[WHAT IS EXPECTED]
Retype exactly the lines that run from the start of the data to the line holding "error to DomainError::Infrastructure", including both, and only those.

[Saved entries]
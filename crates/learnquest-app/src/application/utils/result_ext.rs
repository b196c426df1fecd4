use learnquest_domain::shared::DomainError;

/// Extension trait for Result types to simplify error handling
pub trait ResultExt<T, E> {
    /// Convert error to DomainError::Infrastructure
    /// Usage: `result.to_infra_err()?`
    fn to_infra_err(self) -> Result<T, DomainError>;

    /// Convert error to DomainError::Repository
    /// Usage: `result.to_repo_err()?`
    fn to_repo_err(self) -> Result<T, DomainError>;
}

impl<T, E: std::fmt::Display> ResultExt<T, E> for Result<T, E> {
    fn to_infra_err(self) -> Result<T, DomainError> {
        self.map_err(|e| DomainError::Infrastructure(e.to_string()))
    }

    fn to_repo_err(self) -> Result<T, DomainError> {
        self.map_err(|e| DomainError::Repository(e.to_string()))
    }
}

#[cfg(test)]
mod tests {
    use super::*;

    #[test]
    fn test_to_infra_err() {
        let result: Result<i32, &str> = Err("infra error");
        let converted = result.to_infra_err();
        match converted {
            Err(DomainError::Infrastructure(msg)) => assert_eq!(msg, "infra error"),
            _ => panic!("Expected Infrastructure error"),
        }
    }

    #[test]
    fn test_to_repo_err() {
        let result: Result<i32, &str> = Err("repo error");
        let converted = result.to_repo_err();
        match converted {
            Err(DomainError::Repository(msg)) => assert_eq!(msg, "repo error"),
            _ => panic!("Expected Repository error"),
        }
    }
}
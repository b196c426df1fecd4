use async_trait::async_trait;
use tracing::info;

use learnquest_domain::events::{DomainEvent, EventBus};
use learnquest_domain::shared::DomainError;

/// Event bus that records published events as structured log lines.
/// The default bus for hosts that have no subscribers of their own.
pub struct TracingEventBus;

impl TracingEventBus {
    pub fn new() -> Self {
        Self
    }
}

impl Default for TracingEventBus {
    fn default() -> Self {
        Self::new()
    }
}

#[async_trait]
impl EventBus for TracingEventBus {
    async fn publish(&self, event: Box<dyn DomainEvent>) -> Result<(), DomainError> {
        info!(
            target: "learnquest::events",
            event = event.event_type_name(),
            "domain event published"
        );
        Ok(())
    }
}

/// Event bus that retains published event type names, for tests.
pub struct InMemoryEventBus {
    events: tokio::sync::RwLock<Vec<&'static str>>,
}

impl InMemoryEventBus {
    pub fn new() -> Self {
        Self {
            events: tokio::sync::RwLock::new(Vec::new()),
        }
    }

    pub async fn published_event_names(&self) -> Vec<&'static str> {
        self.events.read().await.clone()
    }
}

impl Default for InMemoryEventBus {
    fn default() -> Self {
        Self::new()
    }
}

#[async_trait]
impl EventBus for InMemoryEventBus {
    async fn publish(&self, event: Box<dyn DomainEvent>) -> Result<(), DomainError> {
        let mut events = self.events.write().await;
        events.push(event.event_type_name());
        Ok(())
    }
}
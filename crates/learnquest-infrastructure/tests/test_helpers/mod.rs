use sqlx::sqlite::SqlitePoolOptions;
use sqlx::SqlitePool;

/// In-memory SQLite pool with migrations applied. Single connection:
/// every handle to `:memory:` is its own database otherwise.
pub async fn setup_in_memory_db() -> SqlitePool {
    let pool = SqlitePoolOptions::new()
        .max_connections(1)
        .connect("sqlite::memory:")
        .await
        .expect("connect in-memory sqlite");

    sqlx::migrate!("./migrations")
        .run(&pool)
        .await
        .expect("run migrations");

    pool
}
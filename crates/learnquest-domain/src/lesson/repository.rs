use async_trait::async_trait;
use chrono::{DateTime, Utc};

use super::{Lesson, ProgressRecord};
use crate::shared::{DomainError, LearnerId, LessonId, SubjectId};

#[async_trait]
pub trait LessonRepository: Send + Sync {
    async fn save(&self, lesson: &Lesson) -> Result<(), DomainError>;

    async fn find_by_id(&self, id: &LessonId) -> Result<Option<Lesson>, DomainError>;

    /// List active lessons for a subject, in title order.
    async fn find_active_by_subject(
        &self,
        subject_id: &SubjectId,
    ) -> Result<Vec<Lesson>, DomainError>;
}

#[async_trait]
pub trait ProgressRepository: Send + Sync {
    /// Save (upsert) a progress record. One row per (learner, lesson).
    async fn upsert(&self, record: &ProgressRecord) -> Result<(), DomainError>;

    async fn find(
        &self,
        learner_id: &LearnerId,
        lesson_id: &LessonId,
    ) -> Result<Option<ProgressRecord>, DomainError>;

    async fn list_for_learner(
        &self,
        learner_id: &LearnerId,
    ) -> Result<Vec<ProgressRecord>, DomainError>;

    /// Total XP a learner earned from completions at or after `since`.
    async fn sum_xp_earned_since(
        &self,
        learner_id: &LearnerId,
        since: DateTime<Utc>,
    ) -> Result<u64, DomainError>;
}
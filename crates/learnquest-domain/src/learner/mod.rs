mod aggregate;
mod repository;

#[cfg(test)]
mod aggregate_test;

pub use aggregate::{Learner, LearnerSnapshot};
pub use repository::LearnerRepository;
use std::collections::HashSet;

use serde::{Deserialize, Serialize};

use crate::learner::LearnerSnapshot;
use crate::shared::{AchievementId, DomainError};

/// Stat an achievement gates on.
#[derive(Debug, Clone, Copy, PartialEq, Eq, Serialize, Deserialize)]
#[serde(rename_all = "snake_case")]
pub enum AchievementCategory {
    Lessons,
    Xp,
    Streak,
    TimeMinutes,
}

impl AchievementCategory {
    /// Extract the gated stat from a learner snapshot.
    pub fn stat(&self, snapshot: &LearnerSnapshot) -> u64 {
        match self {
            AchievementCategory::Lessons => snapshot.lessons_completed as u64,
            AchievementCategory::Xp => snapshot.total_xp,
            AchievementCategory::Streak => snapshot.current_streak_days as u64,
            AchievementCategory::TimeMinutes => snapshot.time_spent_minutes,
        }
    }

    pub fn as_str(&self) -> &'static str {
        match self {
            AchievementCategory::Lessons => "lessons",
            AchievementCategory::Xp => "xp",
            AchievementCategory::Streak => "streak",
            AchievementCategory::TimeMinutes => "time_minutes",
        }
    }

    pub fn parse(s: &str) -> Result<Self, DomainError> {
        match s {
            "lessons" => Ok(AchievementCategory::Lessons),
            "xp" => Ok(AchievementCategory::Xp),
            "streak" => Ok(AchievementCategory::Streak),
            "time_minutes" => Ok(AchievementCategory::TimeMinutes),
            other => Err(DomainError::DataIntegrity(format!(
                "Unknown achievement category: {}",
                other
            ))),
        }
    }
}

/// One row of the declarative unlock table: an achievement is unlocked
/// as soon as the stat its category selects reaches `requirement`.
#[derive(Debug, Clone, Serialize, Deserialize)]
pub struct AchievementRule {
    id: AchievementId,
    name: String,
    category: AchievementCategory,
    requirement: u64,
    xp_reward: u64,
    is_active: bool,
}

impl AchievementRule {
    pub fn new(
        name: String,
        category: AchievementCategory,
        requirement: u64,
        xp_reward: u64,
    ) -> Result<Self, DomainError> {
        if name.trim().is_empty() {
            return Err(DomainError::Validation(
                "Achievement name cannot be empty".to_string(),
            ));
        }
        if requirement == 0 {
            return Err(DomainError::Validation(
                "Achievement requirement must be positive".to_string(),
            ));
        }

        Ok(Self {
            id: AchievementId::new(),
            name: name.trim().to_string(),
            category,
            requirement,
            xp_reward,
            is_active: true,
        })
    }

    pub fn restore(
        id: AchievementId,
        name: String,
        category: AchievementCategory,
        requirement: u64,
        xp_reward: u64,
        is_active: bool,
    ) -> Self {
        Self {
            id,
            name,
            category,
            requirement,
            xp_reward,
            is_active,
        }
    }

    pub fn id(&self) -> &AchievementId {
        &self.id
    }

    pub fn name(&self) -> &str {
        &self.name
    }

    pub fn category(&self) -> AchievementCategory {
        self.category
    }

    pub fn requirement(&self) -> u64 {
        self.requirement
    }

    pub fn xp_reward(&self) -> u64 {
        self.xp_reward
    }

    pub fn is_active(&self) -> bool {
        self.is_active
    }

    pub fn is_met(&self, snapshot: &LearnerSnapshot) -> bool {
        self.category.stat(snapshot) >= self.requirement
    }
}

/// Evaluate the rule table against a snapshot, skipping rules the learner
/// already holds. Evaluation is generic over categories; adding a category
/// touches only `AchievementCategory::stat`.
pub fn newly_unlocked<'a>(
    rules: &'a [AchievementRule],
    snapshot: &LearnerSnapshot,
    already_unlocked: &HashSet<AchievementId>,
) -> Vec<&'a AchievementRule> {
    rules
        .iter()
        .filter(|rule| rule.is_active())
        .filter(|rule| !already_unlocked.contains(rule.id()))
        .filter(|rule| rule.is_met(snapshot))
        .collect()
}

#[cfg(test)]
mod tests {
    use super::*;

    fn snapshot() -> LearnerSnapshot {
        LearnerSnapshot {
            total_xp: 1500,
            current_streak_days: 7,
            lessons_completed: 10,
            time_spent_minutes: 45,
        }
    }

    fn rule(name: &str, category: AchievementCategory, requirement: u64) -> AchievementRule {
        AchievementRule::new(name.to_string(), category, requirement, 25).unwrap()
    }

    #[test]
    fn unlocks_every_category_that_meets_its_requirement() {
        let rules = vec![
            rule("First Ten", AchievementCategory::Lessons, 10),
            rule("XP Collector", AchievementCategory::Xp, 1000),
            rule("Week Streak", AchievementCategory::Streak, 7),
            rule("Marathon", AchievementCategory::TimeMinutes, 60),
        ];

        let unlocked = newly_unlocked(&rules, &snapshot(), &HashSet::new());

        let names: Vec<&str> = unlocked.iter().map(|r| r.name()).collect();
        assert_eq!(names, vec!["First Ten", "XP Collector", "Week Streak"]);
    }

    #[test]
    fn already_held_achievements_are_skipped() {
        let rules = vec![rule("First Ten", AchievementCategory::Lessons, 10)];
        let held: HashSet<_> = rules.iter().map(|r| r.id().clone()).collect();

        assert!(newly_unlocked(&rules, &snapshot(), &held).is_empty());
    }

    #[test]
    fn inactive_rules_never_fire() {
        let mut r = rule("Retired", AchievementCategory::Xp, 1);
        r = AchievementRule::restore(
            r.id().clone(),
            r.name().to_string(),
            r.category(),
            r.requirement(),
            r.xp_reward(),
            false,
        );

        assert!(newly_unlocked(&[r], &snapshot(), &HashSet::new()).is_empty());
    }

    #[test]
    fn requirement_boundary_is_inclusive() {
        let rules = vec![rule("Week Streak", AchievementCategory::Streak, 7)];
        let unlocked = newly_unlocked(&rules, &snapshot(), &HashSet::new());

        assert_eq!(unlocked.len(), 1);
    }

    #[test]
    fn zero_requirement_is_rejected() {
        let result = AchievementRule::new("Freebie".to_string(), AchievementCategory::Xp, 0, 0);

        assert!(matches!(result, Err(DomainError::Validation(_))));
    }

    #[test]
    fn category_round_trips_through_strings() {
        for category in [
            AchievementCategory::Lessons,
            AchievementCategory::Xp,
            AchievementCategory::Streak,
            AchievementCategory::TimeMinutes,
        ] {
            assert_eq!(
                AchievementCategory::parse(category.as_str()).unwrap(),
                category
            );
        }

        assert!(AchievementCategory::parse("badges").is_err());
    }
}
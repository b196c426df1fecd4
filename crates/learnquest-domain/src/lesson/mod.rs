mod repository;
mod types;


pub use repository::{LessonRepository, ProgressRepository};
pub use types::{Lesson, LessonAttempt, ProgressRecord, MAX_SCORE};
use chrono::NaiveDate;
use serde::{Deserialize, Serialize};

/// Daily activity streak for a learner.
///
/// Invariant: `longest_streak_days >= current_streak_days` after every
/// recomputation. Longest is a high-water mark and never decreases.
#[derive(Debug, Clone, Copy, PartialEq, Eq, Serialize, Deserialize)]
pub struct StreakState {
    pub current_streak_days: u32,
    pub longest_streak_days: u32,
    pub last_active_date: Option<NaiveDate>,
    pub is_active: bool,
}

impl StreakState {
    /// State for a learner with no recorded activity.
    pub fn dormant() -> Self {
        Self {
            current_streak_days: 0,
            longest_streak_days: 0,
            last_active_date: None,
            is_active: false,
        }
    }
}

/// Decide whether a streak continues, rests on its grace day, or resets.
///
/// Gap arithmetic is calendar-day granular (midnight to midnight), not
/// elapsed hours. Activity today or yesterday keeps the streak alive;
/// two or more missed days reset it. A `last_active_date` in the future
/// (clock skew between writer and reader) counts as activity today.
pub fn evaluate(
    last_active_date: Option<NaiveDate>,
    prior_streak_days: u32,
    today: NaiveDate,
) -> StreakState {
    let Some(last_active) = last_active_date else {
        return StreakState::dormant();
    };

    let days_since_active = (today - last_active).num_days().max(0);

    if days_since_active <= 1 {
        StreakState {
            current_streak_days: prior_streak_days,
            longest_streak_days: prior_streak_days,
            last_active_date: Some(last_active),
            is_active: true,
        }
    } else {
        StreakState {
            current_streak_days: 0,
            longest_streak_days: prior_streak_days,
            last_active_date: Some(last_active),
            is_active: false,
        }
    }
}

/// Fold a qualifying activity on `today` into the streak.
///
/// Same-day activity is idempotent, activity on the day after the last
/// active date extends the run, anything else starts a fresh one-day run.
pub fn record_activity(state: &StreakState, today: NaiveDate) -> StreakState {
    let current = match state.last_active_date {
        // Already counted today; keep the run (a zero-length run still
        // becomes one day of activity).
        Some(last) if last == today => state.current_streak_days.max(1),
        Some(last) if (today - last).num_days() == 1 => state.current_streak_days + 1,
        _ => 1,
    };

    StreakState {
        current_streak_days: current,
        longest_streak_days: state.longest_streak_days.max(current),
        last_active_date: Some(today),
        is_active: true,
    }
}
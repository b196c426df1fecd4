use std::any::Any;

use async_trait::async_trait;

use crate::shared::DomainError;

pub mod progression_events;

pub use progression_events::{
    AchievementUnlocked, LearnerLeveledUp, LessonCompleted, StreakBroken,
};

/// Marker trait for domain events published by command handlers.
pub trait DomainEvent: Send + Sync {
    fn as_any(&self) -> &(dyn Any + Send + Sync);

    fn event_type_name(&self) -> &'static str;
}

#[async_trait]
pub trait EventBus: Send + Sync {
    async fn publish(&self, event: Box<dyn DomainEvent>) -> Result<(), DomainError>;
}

[RESULT]
filename crates/learnquest-app/src/application/utils/result_ext.rs
repository b196c426df1fecd4
use learnquest_domain::shared::DomainError;

/// Extension trait for Result types to simplify error handling
pub trait ResultExt<T, E> {
    /// Convert error to DomainError::Infrastructure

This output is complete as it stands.